Chumros, or efforts to go beyond the letter of Jewish religious law’s requirements, have gotten a bad name over the years. And it is true, some stringencies can be unwise, even counterproductive. Some are even silly.
I recall a letter to the editor of a now-defunct Jewish magazine whose writer was deeply upset that an advertisement for a dairy product in an earlier issue had run face-to-face with one for a meat product. Many readers, I’m sure, like me, first thought it was meant as a joke. But it wasn’t Purim time and it didn’t carry any indication of wryness or satire. The writer was serious, and, of course, deeply misguided.
But when a stringency is adopted, either by a community or an individual, for a good reason, it should not be resented or mocked. Sometimes a person may feel a need to draw a broader circle than the next guy’s around something prohibited; sometimes a particular era or community will require the adoption of special stringencies. Generally, chumros present themselves in realms like kashrus or the Sabbath, in the form of refraining from eating or doing even something technically permitted. Other stringencies, though, consist of adopting as one’s norm the example of a great person.
Among the greatest Jews who ever lived was the spiritual head of the Jewish people at the time of the destruction of the Second Temple, the famed Rabbi Yochanan ben Zakkai. The Talmud (Brachos 17a) relates that no one ever greeted him first, as he was always the first to offer greetings, “even [to] a non-Jew in the marketplace.”
Now there’s an unusual – unnecessary, to be sure, but clearly laudatory – conduct worth considering these days, when civility seems on the wane. Obviously one can’t walk through a busy pedestrian area greeting every person one sees. In any event, doing so might not endear one to those serially accosted.
But there are many times when one finds oneself in the presence of another individual or two when the option of a “good morning” or “good evening” hovers in the air, easily ignored but entirely available.
Taking the opportunity to convey the wish, the Talmud teaches us, is something praiseworthy.
And for Jews, the more “Jewish” one looks, I think, the more desirable it is to consider taking on the chumra of emulating Rabbi Yochanan ben Zakkai. Because in addition to the inherent goodness of acknowledging another human being, there is the unfortunate fact that some people, for whatever reason, are quick to think of Jews, especially Orthodox ones, as “stand-offish.” And our insular lifestyles, even though they are not intended to insult anyone, can inadvertently reinforce that impression. But it’s hard to maintain a bias against Orthodox Jews when one’s head holds the image, too, of a smiling such Jew offering a greeting.

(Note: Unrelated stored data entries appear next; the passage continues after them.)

//! Spatial queries for brush strokes.
//!
//! This module provides:
//! - Axis-aligned bounds and the brush sphere primitive
//! - The sphere/box classification used to prune index nodes
//! - The sphere/triangle overlap test used on leaf triangles
//! - The [`SpatialIndex`] contract the region query drives, with a flat
//!   reference implementation in [`FlatIndex`]

mod flat;

pub use flat::FlatIndex;

use glam::Vec3;

use crate::geometry::{GeometryBuffer, Triangle};

/// Axis-aligned bounding box.
#[derive(Debug, Clone, Copy, PartialEq)]
pub struct Aabb {
    pub min: Vec3,
    pub max: Vec3,
}

impl Aabb {
    pub fn new(min: Vec3, max: Vec3) -> Self {
        Self { min, max }
    }

    /// An inverted box that any included point will replace.
    pub fn empty() -> Self {
        Self {
            min: Vec3::splat(f32::MAX),
            max: Vec3::splat(f32::MIN),
        }
    }

    pub fn from_points(points: impl IntoIterator<Item = Vec3>) -> Self {
        let mut bounds = Self::empty();
        for point in points {
            bounds.include_point(point);
        }
        bounds
    }

    pub fn include_point(&mut self, point: Vec3) {
        self.min = self.min.min(point);
        self.max = self.max.max(point);
    }

    pub fn is_empty(&self) -> bool {
        self.min.cmpgt(self.max).any()
    }

    pub fn center(&self) -> Vec3 {
        (self.min + self.max) * 0.5
    }

    pub fn size(&self) -> Vec3 {
        self.max - self.min
    }

    pub fn contains_point(&self, point: Vec3) -> bool {
        point.cmpge(self.min).all() && point.cmple(self.max).all()
    }

    /// The eight corners, indexed by bit pattern (x = bit 0, y = bit 1, z = bit 2).
    pub fn corners(&self) -> [Vec3; 8] {
        std::array::from_fn(|i| {
            Vec3::new(
                if i & 1 != 0 { self.max.x } else { self.min.x },
                if i & 2 != 0 { self.max.y } else { self.min.y },
                if i & 4 != 0 { self.max.z } else { self.min.z },
            )
        })
    }

    /// Point of the box nearest to `point` (the point itself when inside).
    pub fn closest_point(&self, point: Vec3) -> Vec3 {
        point.clamp(self.min, self.max)
    }
}

/// How a bounding box relates to the brush sphere.
#[derive(Debug, Clone, Copy, PartialEq, Eq)]
pub enum Containment {
    /// All eight corners lie inside the sphere, so every triangle under the
    /// node intersects it.
    Contained,
    /// The box overlaps the sphere but is not fully inside it.
    Intersected,
    /// The box and the sphere are disjoint.
    NotIntersected,
}

/// A sphere in mesh-local space.
#[derive(Debug, Clone, Copy, PartialEq)]
pub struct Sphere {
    pub center: Vec3,
    pub radius: f32,
}

impl Sphere {
    pub fn new(center: Vec3, radius: f32) -> Self {
        Self { center, radius }
    }

    #[inline]
    pub fn contains_point(&self, point: Vec3) -> bool {
        point.distance_squared(self.center) <= self.radius * self.radius
    }

    pub fn intersects_aabb(&self, bounds: &Aabb) -> bool {
        self.contains_point(bounds.closest_point(self.center))
    }

    /// Classify a box against the sphere.
    pub fn classify_aabb(&self, bounds: &Aabb) -> Containment {
        if !self.intersects_aabb(bounds) {
            return Containment::NotIntersected;
        }
        if bounds.corners().iter().all(|&c| self.contains_point(c)) {
            Containment::Contained
        } else {
            Containment::Intersected
        }
    }

    /// Whether any point of the (filled) triangle lies within the sphere.
    pub fn intersects_triangle(&self, a: Vec3, b: Vec3, c: Vec3) -> bool {
        self.contains_point(closest_point_on_triangle(self.center, a, b, c))
    }
}

/// Closest point on triangle `abc` to `p`, by Voronoi region of the triangle.
pub fn closest_point_on_triangle(p: Vec3, a: Vec3, b: Vec3, c: Vec3) -> Vec3 {
    let ab = b - a;
    let ac = c - a;

    let ap = p - a;
    let d1 = ab.dot(ap);
    let d2 = ac.dot(ap);
    if d1 <= 0.0 && d2 <= 0.0 {
        return a;
    }

    let bp = p - b;
    let d3 = ab.dot(bp);
    let d4 = ac.dot(bp);
    if d3 >= 0.0 && d4 <= d3 {
        return b;
    }

    let vc = d1 * d4 - d3 * d2;
    if vc <= 0.0 && d1 >= 0.0 && d3 <= 0.0 {
        let v = d1 / (d1 - d3);
        return a + ab * v;
    }

    let cp = p - c;
    let d5 = ab.dot(cp);
    let d6 = ac.dot(cp);
    if d6 >= 0.0 && d5 <= d6 {
        return c;
    }

    let vb = d5 * d2 - d1 * d6;
    if vb <= 0.0 && d2 >= 0.0 && d6 <= 0.0 {
        let w = d2 / (d2 - d6);
        return a + ac * w;
    }

    let va = d3 * d6 - d5 * d4;
    if va <= 0.0 && (d4 - d3) >= 0.0 && (d5 - d6) >= 0.0 {
        let w = (d4 - d3) / ((d4 - d3) + (d5 - d6));
        return b + (c - b) * w;
    }

    let denom = va + vb + vc;
    if denom.abs() <= f32::EPSILON {
        // Degenerate triangle that slipped through the edge regions.
        return a;
    }
    let inv = 1.0 / denom;
    let v = vb * inv;
    let w = vc * inv;
    a + ab * v + ac * w
}

/// Callbacks driving a bounded traversal of a [`SpatialIndex`].
pub trait ShapecastVisitor {
    /// Region test, called once per index node with that node's bounds.
    ///
    /// Returning [`Containment::NotIntersected`] prunes the node.
    fn intersects_bounds(&mut self, bounds: &Aabb) -> Containment;

    /// Primitive test, called once per triangle under a node that was not
    /// pruned. `contained` is true when that node was classified as
    /// [`Containment::Contained`].
    ///
    /// Returning `true` stops the traversal.
    fn intersects_triangle(&mut self, triangle: &Triangle, contained: bool) -> bool;
}

/// A spatial index over the triangles of a [`GeometryBuffer`].
///
/// Implementations own their node hierarchy; the sculpting core never
/// builds, refits or invalidates it.
pub trait SpatialIndex {
    /// Walk the index, pruning with the visitor's region test and offering
    /// surviving triangles to its primitive test.
    ///
    /// A triangle stored under several nodes (loose or straddling layouts)
    /// may be offered more than once; visitors must tolerate repeats.
    ///
    /// Returns `true` if the visitor stopped the traversal early.
    fn shapecast<V: ShapecastVisitor>(&self, geometry: &GeometryBuffer, visitor: &mut V) -> bool;
}

#[cfg(test)]
mod tests {
    use super::*;
    use proptest::prelude::*;

    fn unit_box() -> Aabb {
        Aabb::new(Vec3::ZERO, Vec3::ONE)
    }

    #[test]
    fn test_classify_contained() {
        let sphere = Sphere::new(Vec3::splat(0.5), 1.0);
        assert_eq!(sphere.classify_aabb(&unit_box()), Containment::Contained);
    }

    #[test]
    fn test_classify_intersected() {
        // Center inside the box but the corners are out of reach.
        let sphere = Sphere::new(Vec3::splat(0.5), 0.6);
        assert_eq!(sphere.classify_aabb(&unit_box()), Containment::Intersected);

        // Center outside, touching one face.
        let sphere = Sphere::new(Vec3::new(1.5, 0.5, 0.5), 0.6);
        assert_eq!(sphere.classify_aabb(&unit_box()), Containment::Intersected);
    }

    #[test]
    fn test_classify_not_intersected() {
        // Near the corner (2,2,2) direction: distance to box is sqrt(3) > 1.5
        let sphere = Sphere::new(Vec3::splat(2.0), 1.5);
        assert_eq!(sphere.classify_aabb(&unit_box()), Containment::NotIntersected);
    }

    #[test]
    fn test_aabb_corners_and_bounds() {
        let bounds = Aabb::from_points([Vec3::new(-1.0, 2.0, 0.0), Vec3::new(1.0, -2.0, 3.0)]);
        assert_eq!(bounds.min, Vec3::new(-1.0, -2.0, 0.0));
        assert_eq!(bounds.max, Vec3::new(1.0, 2.0, 3.0));
        assert!(!bounds.is_empty());
        assert!(Aabb::empty().is_empty());

        let corners = bounds.corners();
        assert_eq!(corners[0], bounds.min);
        assert_eq!(corners[7], bounds.max);
        assert!(corners.iter().all(|&c| bounds.contains_point(c)));
    }

    #[test]
    fn test_closest_point_regions() {
        let a = Vec3::ZERO;
        let b = Vec3::X;
        let c = Vec3::Y;

        // Face interior
        let p = closest_point_on_triangle(Vec3::new(0.25, 0.25, 1.0), a, b, c);
        assert!(p.abs_diff_eq(Vec3::new(0.25, 0.25, 0.0), 1e-6));
        // Vertex regions
        assert_eq!(closest_point_on_triangle(Vec3::new(-1.0, -1.0, 0.0), a, b, c), a);
        assert_eq!(closest_point_on_triangle(Vec3::new(2.0, -0.5, 0.0), a, b, c), b);
        assert_eq!(closest_point_on_triangle(Vec3::new(-0.5, 2.0, 0.0), a, b, c), c);
        // Hypotenuse edge
        let p = closest_point_on_triangle(Vec3::new(1.0, 1.0, 0.0), a, b, c);
        assert!(p.abs_diff_eq(Vec3::new(0.5, 0.5, 0.0), 1e-6));
    }

    #[test]
    fn test_sphere_triangle_overlap() {
        let (a, b, c) = (Vec3::ZERO, Vec3::X, Vec3::Y);

        // Sphere above the face, reaching down to it
        assert!(Sphere::new(Vec3::new(0.2, 0.2, 0.5), 0.6).intersects_triangle(a, b, c));
        assert!(!Sphere::new(Vec3::new(0.2, 0.2, 0.5), 0.4).intersects_triangle(a, b, c));
        // Sphere covering the face but no vertex
        assert!(Sphere::new(Vec3::new(0.25, 0.25, 0.0), 0.1).intersects_triangle(a, b, c));
    }

    fn vec3_strategy(range: f32) -> impl Strategy<Value = Vec3> {
        (-range..range, -range..range, -range..range).prop_map(|(x, y, z)| Vec3::new(x, y, z))
    }

    proptest! {
        #[test]
        fn prop_classification_matches_predicates(
            center in vec3_strategy(4.0),
            radius in 0.01f32..4.0,
            corner in vec3_strategy(3.0),
            extent in vec3_strategy(2.0),
        ) {
            let bounds = Aabb::from_points([corner, corner + extent]);
            let sphere = Sphere::new(center, radius);

            let all_corners_inside = bounds
                .corners()
                .iter()
                .all(|c| c.distance_squared(center) <= radius * radius);
            let box_distance = bounds.closest_point(center).distance(center);

            match sphere.classify_aabb(&bounds) {
                Containment::Contained => prop_assert!(all_corners_inside),
                Containment::NotIntersected => {
                    prop_assert!(box_distance > radius * (1.0 - 1e-5));
                }
                Containment::Intersected => {
                    prop_assert!(!all_corners_inside);
                    prop_assert!(box_distance <= radius * (1.0 + 1e-5));
                }
            }
        }

        #[test]
        fn prop_triangle_overlap_agrees_with_vertices(
            center in vec3_strategy(2.0),
            radius in 0.01f32..2.0,
            a in vec3_strategy(2.0),
            b in vec3_strategy(2.0),
            c in vec3_strategy(2.0),
        ) {
            // Slivers make the barycentric projection ill-conditioned.
            prop_assume!((b - a).cross(c - a).length() > 0.05);

            let sphere = Sphere::new(center, radius);
            // Any vertex well inside the sphere implies overlap.
            let inner = Sphere::new(center, radius * 0.99);
            if inner.contains_point(a) || inner.contains_point(b) || inner.contains_point(c) {
                prop_assert!(sphere.intersects_triangle(a, b, c));
            }
            // The closest point never lies farther than any vertex.
            let closest = closest_point_on_triangle(center, a, b, c);
            let nearest_vertex = [a, b, c]
                .iter()
                .map(|v| v.distance(center))
                .fold(f32::MAX, f32::min);
            prop_assert!(closest.distance(center) <= nearest_vertex + 1e-4);
        }
    }
}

On a fifteen-minute walk to shul a few Shabbosos ago, I met: two other shul-goers, a Muslim family, and a young man of indeterminate ethnicity. I also passed a fellow washing his car. I wished the identifiable Jews a “good Shabbos” (actually, one of them a “Shabbat Shalom”) and offered the others a smile and a “good morning.” All the greetees returned the good wishes, as did a large man with dreadlocks standing in line with me at the kosher Dunkin Donuts a day later. That’s usually the case. Rarely does someone greeted ignore the greeting; and when he does, it’s usually because he didn’t hear it (or couldn’t believe his ears).
Whether my “stringent” behavior made the world any more civil a place I don’t know, but all any of us can do is our own small part.
Some religious Jews, who – rightfully – value modesty and reticence, may feel that it’s somehow not proper to engage strangers in public places. And in some cases that may well be true. But in many, even most, cases, it’s certainly not.
At least it wasn’t in Rabbi Yochanan ben Zakkai’s eyes.